Skeeter, con un inicial trabajo en un periódico redactando las contestaciones a las cuestiones domésticas que le plantean a través de un consultorio; idea escribir un libro sobre lo ingrato que es el mundo de la servidumbre negra en los Estados del Sur, sobre lo mal que viven y sobre las experiencias tan traumáticas por las que pasan las mujeres que sirven en los hogares de los blancos. Para ello cuenta con la ayuda, clandestina, por supuesto, de dos sirvientas Aibileen Clarck (Viola Davis) y Minni Jackson (Octavia Spencer), que, con un poder de persuasión increíble, convencerán a un grupo de sirvientas de Jackson para que relaten a Skeeter las penurias de su existencia. Con todas las historias, incluida la propia, su experiencia con la que fue la criada de su casa, Constantine (Anna Camp), cruelmente despedida en su vejez por su propia madre, hará un libro que se distribuirá por todo el país y que alcanzará un índice de popularidad brutal que no dejará de remover los cimientos de su pueblo.
Pueden encontrar en el mercado cientos de películas sobre el tema racial, tanto desde el punto de vista del negro esclavo, como del blanco miembro o simpatizante del ku klux klan, como de los blancos buenísimos.
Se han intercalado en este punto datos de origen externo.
use std::future::Future;
use std::sync::{Arc, Mutex};
use std::time::Duration;

use tokio::task::JoinHandle;

/// Trailing debounce: every call within the window replaces the pending one, only the last
/// scheduled task runs once the window has passed without further calls.
#[derive(Clone)]
pub struct Debouncer {
    wait: Duration,
    pending: Arc<Mutex<Option<JoinHandle<()>>>>,
}

impl Debouncer {
    pub fn new(wait: Duration) -> Self {
        Self { wait, pending: Arc::new(Mutex::new(None)) }
    }

    pub fn wait(&self) -> Duration {
        self.wait
    }

    /// Schedules `task` after the wait, aborting whatever was scheduled before.
    /// Must be called from within a Tokio runtime.
    pub fn call<F>(&self, task: F)
    where
        F: Future<Output = ()> + Send + 'static,
    {
        let wait = self.wait;
        let handle = tokio::spawn(async move {
            tokio::time::sleep(wait).await;
            // Detached: a later call only replaces the timer, never a task already running.
            tokio::spawn(task);
        });
        let mut pending = self.pending.lock().unwrap_or_else(|e| e.into_inner());
        if let Some(prev) = pending.replace(handle) {
            prev.abort();
        }
    }

    /// Drops the pending task, if any.
    pub fn cancel(&self) {
        if let Some(prev) = self.pending.lock().unwrap_or_else(|e| e.into_inner()).take() {
            prev.abort();
        }
    }

    pub fn is_pending(&self) -> bool {
        self.pending
            .lock()
            .unwrap_or_else(|e| e.into_inner())
            .as_ref()
            .map(|h| !h.is_finished())
            .unwrap_or(false)
    }
}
Por poner un ejemplo: Mississippi burning, Malcom X o cientos más. Pero si quieren ver una buena película sobre el tema, no una versión edulcorada de una de las atrocidades más grandes de la historia, no les recomiendo Criadas y Señoras. Una película que parece hecha para querer quedar bien con todo el mundo. Así encontramos blancos malos malísimos y buenos-buenísimos, y negros- malotes pero menos y negros buenos como el pan bendito. Una dualidad tan edulcorada que da hasta cierta grima.
Sin embargo, contrariamente a lo que pueda parecer a la vista de lo que he escrito en las anteriores líneas, debo reconocer que es una cinta que gustará al gran público, es una película amable, que entretiene y que pese a las dos horas y media de duración no se hace nada pesada. Algunas anécdotas son realmente graciosas (no perderse la venganza de Minny y su delicioso pastel). Si uno no tiene grandes pretensiones, más que pasar una tarde entretenida pues ésta es una buena opción.
Yo, después de lo visto y tras pasarlo por el tamiz de la realidad, de lo oscuro que está todo al salir del cine, me quedo con las preguntas que me han venido a la cabeza lo largo de toda la película ¿Si tanto les odiaban, los blancos a los negros, cómo se explica que su bien más preciado, sus hijos, fuera criados y amados por aquellos sirvientes negros a los que despreciaban hasta el vómito? ¿Y cómo podían aquellos hijos blancos, criados por los negros, olvidar quien les cuidó y fomentar el desprecio por el simple color de la piel? La respuesta es sencilla: el ser humano es gilipollas, por naturaleza, claro.